**Work task**
Where the string "derive" occurs in the material below, report the whole line.

**Material for the task**
//! Trigger-condition parsing: the text between a trigger keyword and the
//! first comma, reduced to an event type plus an optional qualifier.

use serde::{Deserialize, Serialize};

#[derive(Debug, Clone, Copy, PartialEq, Eq, Hash, Serialize, Deserialize)]
#[serde(rename_all = "snake_case")]
pub enum TriggerEvent {
    EntersBattlefield,
    Dies,
    Attacks,
    Blocks,
    DrawCard,
    CastSpell,
    DealsDamage,
    GainsLife,
    BeginningOfUpkeep,
    BeginningOfEndStep,
    BeginningOfCombat,
    Other,
}

#[derive(Debug, Clone, PartialEq, Serialize, Deserialize)]
pub struct TriggerCondition {
    pub event: TriggerEvent,
    /// Who or what the event is scoped to ("you", "this", "each opponent").
    #[serde(default, skip_serializing_if = "Option::is_none")]
    pub qualifier: Option<String>,
    /// Verbatim trigger text, for anything the event enum flattens away.
    pub text: String,
}

/// Component confidence for a trigger whose event was not recognized.
pub const UNRECOGNIZED_TRIGGER_CONFIDENCE: f64 = 0.6;

/// Parses trigger text with the leading "when"/"whenever"/"at" keyword
/// already removed. Never fails; unrecognized events become
/// `TriggerEvent::Other`.
pub fn parse_trigger_text(text: &str) -> TriggerCondition {
    let text = text.trim().to_string();
    let words: Vec<&str> = text
        .split(|ch: char| !ch.is_ascii_alphanumeric())
        .filter(|word| !word.is_empty())
        .collect();

    let has = |word: &str| words.iter().any(|w| *w == word);
    let has_phrase = |phrase: &[&str]| words.windows(phrase.len()).any(|w| w == phrase);

    let event = if has_phrase(&["the", "beginning", "of"]) || text.starts_with("the beginning of") {
        if has("upkeep") {
            TriggerEvent::BeginningOfUpkeep
        } else if has_phrase(&["end", "step"]) {
            TriggerEvent::BeginningOfEndStep
        } else if has("combat") {
            TriggerEvent::BeginningOfCombat
        } else {
            TriggerEvent::Other
        }
    } else if has("enters") {
        TriggerEvent::EntersBattlefield
    } else if has("dies") || has_phrase(&["is", "put", "into", "a", "graveyard"]) {
        TriggerEvent::Dies
    } else if has("attacks") || has("attack") {
        TriggerEvent::Attacks
    } else if has("blocks") || has_phrase(&["becomes", "blocked"]) {
        TriggerEvent::Blocks
    } else if has("draw") || has("draws") {
        TriggerEvent::DrawCard
    } else if has("cast") || has("casts") {
        TriggerEvent::CastSpell
    } else if has("damage") {
        TriggerEvent::DealsDamage
    } else if (has("gain") || has("gains")) && has("life") {
        TriggerEvent::GainsLife
    } else {
        TriggerEvent::Other
    };

    let qualifier = parse_qualifier(&words);

    TriggerCondition {
        event,
        qualifier,
        text,
    }
}

/// The subject in front of the event verb, when it is one of the usual
/// short forms.
fn parse_qualifier(words: &[&str]) -> Option<String> {
    match words {
        ["you", ..] => Some("you".to_string()),
        ["this", ..] => Some("this".to_string()),
        ["each", "opponent", ..] => Some("each opponent".to_string()),
        ["each", "player", ..] => Some("each player".to_string()),
        ["an", "opponent", ..] | ["opponent", ..] => Some("an opponent".to_string()),
        ["a", "creature", ..] | ["another", "creature", ..] => Some("a creature".to_string()),
        _ => None,
    }
}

**Response area**
#[derive(Debug, Clone, Copy, PartialEq, Eq, Hash, Serialize, Deserialize)]
#[derive(Debug, Clone, PartialEq, Serialize, Deserialize)]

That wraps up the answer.